Your objective:
Report the count of lines below that include "struct", without any other text.

Stored data entries:
_ _ _ _ _
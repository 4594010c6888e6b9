//! Fragment extraction: turn a page into positioned lines of text.
//!
//! [`FragmentSource`] is the seam between the job driver and whatever parses
//! the PDF. The job calls [`FragmentSource::fragments_for_page`] exactly once
//! per selected page, in page order, from a single thread. Sources are
//! allowed to keep page-order-dependent state between calls; taking
//! `&mut self` makes the single-caller contract part of the signature.
//!
//! [`PdfiumSource`] is the production source. pdfium reports text as
//! rectangles of characters ("segments") in content-stream order; these are
//! grouped into lines with [`LineGrouping`] and each line becomes one
//! [`Fragment`] whose vertical position is the line's bottom edge.

use crate::error::PageError;
use crate::output::Fragment;
use pdfium_render::prelude::*;
use tracing::debug;

/// Produces the fragments of one page at a time.
pub trait FragmentSource {
    /// Number of pages in the document.
    fn page_count(&self) -> usize;

    /// Fragments of the page at 0-based `index`, in extraction order.
    ///
    /// An `Err` means only this page is unusable; the caller may continue
    /// with the next page.
    fn fragments_for_page(&mut self, index: usize) -> Result<Vec<Fragment>, PageError>;
}

impl<S: FragmentSource + ?Sized> FragmentSource for &mut S {
    fn page_count(&self) -> usize {
        (**self).page_count()
    }

    fn fragments_for_page(&mut self, index: usize) -> Result<Vec<Fragment>, PageError> {
        (**self).fragments_for_page(index)
    }
}

// ── Line grouping ────────────────────────────────────────────────────────

/// A run of characters with its bounding box, in PDF user space.
#[derive(Debug, Clone, PartialEq)]
pub struct TextRun {
    pub left: f32,
    pub bottom: f32,
    pub right: f32,
    pub top: f32,
    pub text: String,
}

impl TextRun {
    fn height(&self) -> f32 {
        (self.top - self.bottom).max(0.0)
    }
}

/// Rules for merging consecutive [`TextRun`]s into lines.
///
/// Runs are never reordered here. Reading order is decided later, over whole
/// lines, by [`crate::pipeline::assemble::assemble_page`].
#[derive(Debug, Clone, Copy, PartialEq)]
pub struct LineGrouping {
    /// Two runs share a line when their vertical overlap is at least this
    /// fraction of the smaller height.
    pub line_overlap: f32,
    /// A space is inserted between runs further apart than this fraction of
    /// the line height.
    pub word_margin: f32,
}

impl Default for LineGrouping {
    fn default() -> Self {
        Self {
            line_overlap: 0.5,
            word_margin: 0.1,
        }
    }
}

struct OpenLine {
    bottom: f32,
    top: f32,
    right: f32,
    text: String,
}

impl OpenLine {
    fn start(run: &TextRun, text: String) -> Self {
        Self {
            bottom: run.bottom,
            top: run.top,
            right: run.right,
            text,
        }
    }

    fn accepts(&self, run: &TextRun, line_overlap: f32) -> bool {
        let overlap = self.top.min(run.top) - self.bottom.max(run.bottom);
        let min_height = (self.top - self.bottom).max(0.0).min(run.height());
        overlap >= 0.0 && overlap >= line_overlap * min_height
    }

    fn push(&mut self, run: &TextRun, text: &str, word_margin: f32) {
        let gap = run.left - self.right;
        let height = (self.top - self.bottom).max(run.height());
        let needs_space = gap > word_margin * height
            && !self.text.ends_with(char::is_whitespace)
            && !text.starts_with(char::is_whitespace);
        if needs_space {
            self.text.push(' ');
        }
        self.text.push_str(text);
        self.bottom = self.bottom.min(run.bottom);
        self.top = self.top.max(run.top);
        self.right = self.right.max(run.right);
    }

    fn finish(self) -> Option<Fragment> {
        let text = self.text.trim_end();
        if text.trim_start().is_empty() {
            return None;
        }
        Some(Fragment::new(self.bottom, format!("{text}\n")))
    }
}

impl LineGrouping {
    /// Merge runs into line fragments, keeping extraction order.
    ///
    /// Each fragment's text ends with exactly one `\n`; line breaks inside a
    /// run become spaces. Lines with no visible text are dropped.
    pub fn group(&self, runs: impl IntoIterator<Item = TextRun>) -> Vec<Fragment> {
        let mut fragments = Vec::new();
        let mut current: Option<OpenLine> = None;

        for run in runs {
            let text: String = run
                .text
                .chars()
                .map(|c| if c == '\r' || c == '\n' { ' ' } else { c })
                .collect();
            if text.is_empty() {
                continue;
            }

            match current.as_mut() {
                Some(line) if line.accepts(&run, self.line_overlap) => {
                    line.push(&run, &text, self.word_margin);
                }
                _ => {
                    if let Some(done) = current.take().and_then(OpenLine::finish) {
                        fragments.push(done);
                    }
                    current = Some(OpenLine::start(&run, text));
                }
            }
        }

        if let Some(done) = current.and_then(OpenLine::finish) {
            fragments.push(done);
        }
        fragments
    }
}

// ── pdfium ───────────────────────────────────────────────────────────────

/// Fragment source backed by a pdfium document.
///
/// Owns the document for the whole job; pdfium state is never shared with
/// another thread.
pub struct PdfiumSource<'a> {
    document: PdfDocument<'a>,
    grouping: LineGrouping,
    page_count: usize,
}

impl<'a> PdfiumSource<'a> {
    pub fn new(document: PdfDocument<'a>, grouping: LineGrouping) -> Self {
        let page_count = document.pages().len() as usize;
        Self {
            document,
            grouping,
            page_count,
        }
    }
}

impl FragmentSource for PdfiumSource<'_> {
    fn page_count(&self) -> usize {
        self.page_count
    }

    fn fragments_for_page(&mut self, index: usize) -> Result<Vec<Fragment>, PageError> {
        let page_num = index + 1;
        let page_index = PdfPageIndex::try_from(index).map_err(|_| PageError::LoadFailed {
            page: page_num,
            detail: format!("page index {index} exceeds pdfium's limit"),
        })?;

        let page = self
            .document
            .pages()
            .get(page_index)
            .map_err(|e| PageError::LoadFailed {
                page: page_num,
                detail: format!("{:?}", e),
            })?;

        let text = page.text().map_err(|e| PageError::ExtractionFailed {
            page: page_num,
            detail: format!("{:?}", e),
        })?;

        let segments = text.segments();
        let runs = segments.iter().map(|segment| {
            let bounds = segment.bounds();
            TextRun {
                left: bounds.left().value,
                bottom: bounds.bottom().value,
                right: bounds.right().value,
                top: bounds.top().value,
                text: segment.text(),
            }
        });

        let fragments = self.grouping.group(runs);
        debug!("Page {}: {} line fragments", page_num, fragments.len());
        Ok(fragments)
    }
}

// ── In-memory ────────────────────────────────────────────────────────────

/// A source whose fragments were produced ahead of time.
///
/// Useful when the layout analysis happens elsewhere, and for driving the
/// job without a PDF engine.
#[derive(Debug, Clone, Default)]
pub struct PreparedSource {
    pages: Vec<Result<Vec<Fragment>, String>>,
}

impl PreparedSource {
    pub fn new(pages: Vec<Vec<Fragment>>) -> Self {
        Self {
            pages: pages.into_iter().map(Ok).collect(),
        }
    }

    /// Make the page at 0-based `index` fail extraction with `detail`.
    pub fn with_failure(mut self, index: usize, detail: impl Into<String>) -> Self {
        if let Some(slot) = self.pages.get_mut(index) {
            *slot = Err(detail.into());
        }
        self
    }
}

impl FragmentSource for PreparedSource {
    fn page_count(&self) -> usize {
        self.pages.len()
    }

    fn fragments_for_page(&mut self, index: usize) -> Result<Vec<Fragment>, PageError> {
        match self.pages.get(index) {
            Some(Ok(fragments)) => Ok(fragments.clone()),
            Some(Err(detail)) => Err(PageError::ExtractionFailed {
                page: index + 1,
                detail: detail.clone(),
            }),
            None => Err(PageError::LoadFailed {
                page: index + 1,
                detail: format!("document has {} pages", self.pages.len()),
            }),
        }
    }
}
_ _ _ _ _
Written response:
5